With his tattooed wrists, omnipresent sunglasses and skull-and-bones jewelry, 57-year-old Dave Stewart still looks like the rock star he once was. What he doesn’t look like: a businessman who, since Eurythmics broke up 20 years ago, started his own record label, Anxious Records; founded a production company, Weapons of Mass Entertainment; and served as a consultant to companies such as Nokia and Visa. Now, with collaborator Mark Simmons, Stewart has written The Business Playground: Where Creativity and Commerce Collide (Prentice Hall), due out in July.
Most people probably don’t think of you as a businessman.
For the past few years, I’ve been consulting with a number of companies, including Visa, and giving lectures on creativity. I’m working with Nokia on a project to change the way people receive creative content on cell phones and to make the artist’s payment much more transparent. I can’t give details, but I can tell you that it’ll be revolutionary.
The Business Playground isn’t your typical business book.
The Business Playground resembles a children’s book, with cartoon-like characters and games as a metaphor for the way we want to make you think about business. Whether you’re writing a melody or creating a brand, you need to let go and think creatively.
What’s your business philosophy?
Think like a child and be willing to constantly reinvent yourself.

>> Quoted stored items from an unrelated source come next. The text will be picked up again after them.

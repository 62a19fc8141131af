//! Sign-in and registration page.

use crate::notice::Toast;

use super::{escape, header, layout};

fn credentials_form(action: &str, title: &str, button: &str, email: &str) -> String {
    format!(
        r#"<section class="rounded-lg border bg-white p-6">
  <h2 class="text-lg font-semibold mb-4">{title}</h2>
  <form method="post" action="{action}" class="space-y-4">
    <label class="block text-sm font-medium">Email
      <input type="email" name="email" value="{email}" required class="mt-1 w-full rounded-md border px-3 py-2">
    </label>
    <label class="block text-sm font-medium">Password
      <input type="password" name="password" required minlength="6" class="mt-1 w-full rounded-md border px-3 py-2">
    </label>
    <button type="submit" class="w-full rounded-md bg-emerald-700 px-4 py-2 text-white">{button}</button>
  </form>
</section>"#,
        email = escape(email),
    )
}

/// Render the login page, prefilling `email` after a failed attempt.
#[must_use]
pub fn render(email: &str, toast: Option<&Toast>) -> String {
    let body = format!(
        r#"{header}
<main class="container mx-auto px-4 py-12 max-w-3xl">
  <h1 class="text-3xl font-bold text-emerald-700 mb-2 text-center">Student Portal</h1>
  <p class="text-gray-500 mb-8 text-center">Sign in or create an account to apply for your ID card</p>
  <div class="grid md:grid-cols-2 gap-8">
    {sign_in}
    {sign_up}
  </div>
</main>"#,
        header = header(
            "ID Card System",
            r#"<a href="/" class="rounded-md border px-4 py-2 text-sm">Back to Home</a>"#,
        ),
        sign_in = credentials_form("/auth/sign-in", "Login", "Login", email),
        sign_up = credentials_form("/auth/sign-up", "Register", "Create Account", email),
    );

    layout("Login", toast, &body)
}

#[cfg(test)]
mod tests {
    use super::*;

    #[test]
    fn renders_both_forms() {
        let html = render("", None);
        assert!(html.contains(r#"action="/auth/sign-in""#));
        assert!(html.contains(r#"action="/auth/sign-up""#));
    }

    #[test]
    fn prefilled_email_is_escaped() {
        let html = render(r#""><script>"#, Some(&Toast::error("invalid login credentials")));
        assert!(html.contains("&quot;&gt;&lt;script&gt;"));
        assert!(html.contains("invalid login credentials"));
    }
}
//! One-shot messages (toasts).
//!
//! A message that has to survive a redirect travels as `?notice=<code>`;
//! only the fixed codes below are accepted, so nothing user-controlled is
//! echoed back. Messages shown on the same response are built directly with
//! [`Toast`].

use serde::Deserialize;

/// Codes that may be carried across a redirect.
#[derive(Debug, Clone, Copy, PartialEq, Eq)]
pub enum Notice {
    /// Application accepted.
    Submitted,
    /// Signed in.
    SignedIn,
    /// Signed out.
    SignedOut,
    /// Registration needs email confirmation.
    ConfirmEmail,
}

impl Notice {
    /// Query-string code.
    #[must_use]
    pub const fn code(self) -> &'static str {
        match self {
            Self::Submitted => "submitted",
            Self::SignedIn => "signed-in",
            Self::SignedOut => "signed-out",
            Self::ConfirmEmail => "confirm-email",
        }
    }

    /// Parse a query-string code. Unknown codes are ignored.
    #[must_use]
    pub fn from_code(code: &str) -> Option<Self> {
        [
            Self::Submitted,
            Self::SignedIn,
            Self::SignedOut,
            Self::ConfirmEmail,
        ]
        .into_iter()
        .find(|n| n.code() == code)
    }

    /// Append this notice to a path.
    #[must_use]
    pub fn on(self, path: &str) -> String {
        format!("{path}?notice={}", self.code())
    }

    /// The toast to show.
    #[must_use]
    pub fn toast(self) -> Toast {
        match self {
            Self::Submitted => Toast::success("Application submitted successfully!"),
            Self::SignedIn => Toast::success("Welcome back!"),
            Self::SignedOut => Toast::success("You have been logged out"),
            Self::ConfirmEmail => {
                Toast::success("Check your email to confirm your account, then log in")
            }
        }
    }
}

/// Query parameters carrying a notice.
#[derive(Debug, Default, Deserialize)]
pub struct NoticeQuery {
    /// Optional notice code.
    #[serde(default)]
    pub notice: Option<String>,
}

impl NoticeQuery {
    /// The toast to show, if any.
    #[must_use]
    pub fn toast(&self) -> Option<Toast> {
        self.notice
            .as_deref()
            .and_then(Notice::from_code)
            .map(Notice::toast)
    }
}

/// Toast severity.
#[derive(Debug, Clone, Copy, PartialEq, Eq)]
pub enum ToastKind {
    /// Green.
    Success,
    /// Red.
    Error,
}

/// A user-visible message.
#[derive(Debug, Clone, PartialEq, Eq)]
pub struct Toast {
    /// Severity.
    pub kind: ToastKind,
    /// Text.
    pub message: String,
}

impl Toast {
    /// Success message.
    #[must_use]
    pub fn success(message: impl Into<String>) -> Self {
        Self {
            kind: ToastKind::Success,
            message: message.into(),
        }
    }

    /// Error message.
    #[must_use]
    pub fn error(message: impl Into<String>) -> Self {
        Self {
            kind: ToastKind::Error,
            message: message.into(),
        }
    }
}
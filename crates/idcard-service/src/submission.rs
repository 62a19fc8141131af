//! Application submission: upload both files, then insert the record.
//!
//! The steps run strictly in order. When a later step fails, objects
//! already uploaded by this submission are removed again so a failed
//! attempt leaves no orphaned files behind.
//!
//! [`submit_detached`] runs the whole sequence on its own task. If the
//! visitor navigates away mid-way the request future is dropped, but the
//! task still finishes (or compensates) and its result is discarded.

use std::sync::Arc;

use chrono::Utc;

use idcard_backend::{BackendError, ObjectStorage, RecordStore, Session};
use idcard_core::{object_name, Application, Bucket, ValidatedForm};

use crate::state::AppState;

/// An uploaded file taken from the form.
#[derive(Debug, Clone, PartialEq, Eq)]
pub struct FileUpload {
    /// Name of the file on the student's machine.
    pub file_name: String,
    /// MIME type reported by the browser.
    pub content_type: String,
    /// File contents.
    pub bytes: Vec<u8>,
}

/// A validated application with its files.
#[derive(Debug, Clone)]
pub struct Submission {
    /// Validated form values.
    pub form: ValidatedForm,
    /// Passport photograph.
    pub passport: Option<FileUpload>,
    /// Signature image.
    pub signature: Option<FileUpload>,
}

/// Why a submission failed.
#[derive(Debug, thiserror::Error)]
pub enum SubmitError {
    /// A file could not be stored.
    #[error("upload to {bucket} failed: {source}")]
    Upload {
        /// Target bucket.
        bucket: Bucket,
        /// Underlying failure.
        source: BackendError,
    },

    /// The record could not be inserted.
    #[error("insert failed: {0}")]
    Insert(BackendError),

    /// The submission task itself failed.
    #[error("unexpected failure: {0}")]
    Unexpected(String),
}

impl SubmitError {
    /// Toast text for this failure.
    #[must_use]
    pub fn user_message(&self) -> String {
        match self {
            Self::Upload { bucket, .. } => bucket.failure_message().to_string(),
            Self::Insert(err) => {
                format!("Failed to submit application: {}", err.user_message())
            }
            Self::Unexpected(_) => "An unexpected error occurred".to_string(),
        }
    }
}

/// Run the submission on a separate task and wait for its outcome.
pub async fn submit_detached(
    state: Arc<AppState>,
    session: Session,
    submission: Submission,
) -> Result<Application, SubmitError> {
    let task = tokio::spawn(async move {
        submit(
            state.storage.as_ref(),
            state.records.as_ref(),
            &session,
            submission,
        )
        .await
    });

    match task.await {
        Ok(result) => result,
        Err(e) => Err(SubmitError::Unexpected(e.to_string())),
    }
}

/// Upload the passport photo, then the signature, then insert the record.
pub async fn submit(
    storage: &dyn ObjectStorage,
    records: &dyn RecordStore,
    session: &Session,
    submission: Submission,
) -> Result<Application, SubmitError> {
    let user_id = session.user_id;
    let mut uploaded: Vec<(Bucket, String)> = Vec::with_capacity(2);

    let steps = [
        (Bucket::PassportPhotos, submission.passport),
        (Bucket::Signatures, submission.signature),
    ];

    let mut urls = Vec::with_capacity(2);
    for (bucket, file) in steps {
        let Some(file) = file else {
            urls.push(None);
            continue;
        };

        let name = object_name(user_id, Utc::now(), &file.file_name);
        if let Err(source) = storage
            .upload(session, bucket, &name, file.bytes, &file.content_type)
            .await
        {
            tracing::warn!(%user_id, %bucket, error = %source, "Upload failed");
            compensate(storage, session, &uploaded).await;
            return Err(SubmitError::Upload { bucket, source });
        }

        tracing::debug!(%user_id, %bucket, object = %name, "Uploaded");
        urls.push(Some(storage.public_url(bucket, &name)));
        uploaded.push((bucket, name));
    }

    let mut urls = urls.into_iter();
    let passport_url = urls.next().flatten();
    let signature_url = urls.next().flatten();

    let application = submission
        .form
        .into_new_application(user_id, passport_url, signature_url);

    match records.insert(session, &application).await {
        Ok(stored) => {
            tracing::info!(%user_id, application_id = %stored.id, "Application submitted");
            Ok(stored)
        }
        Err(e) => {
            tracing::warn!(%user_id, error = %e, "Insert failed");
            compensate(storage, session, &uploaded).await;
            Err(SubmitError::Insert(e))
        }
    }
}

/// Remove objects uploaded by a failed submission. Best effort.
async fn compensate(storage: &dyn ObjectStorage, session: &Session, uploaded: &[(Bucket, String)]) {
    for (bucket, name) in uploaded {
        if let Err(e) = storage.remove(session, *bucket, name).await {
            tracing::warn!(%bucket, object = %name, error = %e, "Failed to remove orphaned upload");
        }
    }
}
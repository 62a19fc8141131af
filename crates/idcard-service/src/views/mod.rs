//! Server-rendered HTML.
//!
//! Pages are plain strings assembled from small helpers. Every value that
//! did not come from a literal in this module tree goes through [`escape`].

pub mod apply;
pub mod auth;
pub mod dashboard;
pub mod landing;

use axum::http::StatusCode;

use crate::notice::{Toast, ToastKind};

/// Escape text for use in HTML content and quoted attribute values.
#[must_use]
pub fn escape(text: &str) -> String {
    let mut out = String::with_capacity(text.len());
    for c in text.chars() {
        match c {
            '&' => out.push_str("&amp;"),
            '<' => out.push_str("&lt;"),
            '>' => out.push_str("&gt;"),
            '"' => out.push_str("&quot;"),
            '\'' => out.push_str("&#39;"),
            _ => out.push(c),
        }
    }
    out
}

/// Page header: brand on the left, `actions` on the right.
pub(crate) fn header(subtitle: &str, actions: &str) -> String {
    format!(
        r#"<header class="border-b bg-white/50 backdrop-blur-sm">
  <div class="container mx-auto px-4 py-4 flex items-center justify-between">
    <a href="/" class="flex items-center space-x-3">
      <div>
        <h1 class="text-xl font-bold text-emerald-700">FULafia</h1>
        <p class="text-sm text-gray-500">{subtitle}</p>
      </div>
    </a>
    <div class="flex items-center space-x-4">{actions}</div>
  </div>
</header>"#,
        subtitle = escape(subtitle),
    )
}

/// Logout button; posts to the sign-out route.
pub(crate) const LOGOUT_BUTTON: &str = r#"<form method="post" action="/auth/sign-out">
  <button type="submit" class="rounded-md border px-4 py-2 text-sm">Logout</button>
</form>"#;

/// Full HTML document.
pub(crate) fn layout(title: &str, toast: Option<&Toast>, body: &str) -> String {
    format!(
        r#"<!DOCTYPE html>
<html lang="en">
<head>
  <meta charset="utf-8">
  <meta name="viewport" content="width=device-width, initial-scale=1">
  <title>{title} | FULafia ID Card</title>
  <script src="https://cdn.tailwindcss.com"></script>
</head>
<body class="min-h-screen bg-gradient-to-br from-white via-gray-50 to-white text-gray-900">
{toast}
{body}
</body>
</html>
"#,
        title = escape(title),
        toast = toast.map(render_toast).unwrap_or_default(),
    )
}

fn render_toast(toast: &Toast) -> String {
    let (role, classes) = match toast.kind {
        ToastKind::Success => ("status", "border-green-200 bg-green-50 text-green-800"),
        ToastKind::Error => ("alert", "border-red-200 bg-red-50 text-red-800"),
    };
    format!(
        r#"<div id="toast" role="{role}" class="fixed top-4 right-4 z-50 rounded-lg border px-4 py-3 shadow {classes}">{}</div>"#,
        escape(&toast.message)
    )
}

/// Error page for a failed request.
#[must_use]
pub fn error_page(status: StatusCode, message: &str) -> String {
    let body = format!(
        r#"{header}
<main class="container mx-auto px-4 py-16 max-w-xl text-center">
  <h1 class="text-3xl font-bold mb-4">{code}</h1>
  <p class="text-gray-600 mb-8">{message}</p>
  <a href="/" class="rounded-md bg-emerald-700 px-4 py-2 text-white">Back to Home</a>
</main>"#,
        header = header("ID Card System", ""),
        code = status.as_u16(),
        message = escape(message),
    );
    layout(
        status.canonical_reason().unwrap_or("Error"),
        Some(&Toast::error(message)),
        &body,
    )
}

What’s the difference between working with artists and working with corporations?
They’re not as different as most people think. Artists and more traditional businesses can both be exciting, invigorating and very stubborn. They’re also both very protective of their brands.
Yet the music industry isn’t known for its business acumen.
People tend not to see music as a business, but once you work with a musician like Mick Jagger, you immediately see how aware he is of his brand—both the Mick Jagger brand and the Rolling Stones brand. Art is a business. The difference is that artists are willing to run with their most zany off-the-wall ideas in a way that businesses really should emulate. Businesses often get so caught up trying to protect their brands they shy away from doing anything new.
And that’s where you come in?
I think now, more than ever before, the companies that succeed are the ones willing to do things a little bit off-kilter. Just look at Pinkberry—they’re not just about yogurt, they’re about crazy plastic chairs, which are a brilliant touch.
What else are you up to?
A lot. I just met with Stephen Davis, the president of Hasbro, about Wacky Doo, a world I’ve created for children that will have a TV show, toys and branded products focused on a group of animals who’ve been kicked out of the zoo because they’re not scary enough. I’ve also created a show based on Business Playground, which I’m presenting at the Cannes TV festival. It will have entertainers meet with corporate heads to step into their shoes and give them ideas—I’ll have Lady Gaga meeting with the leaders of General Motors.
It’s like you’re watching cards in Las Vegas, and you see that guy at the roulette table come from nowhere. That’s me.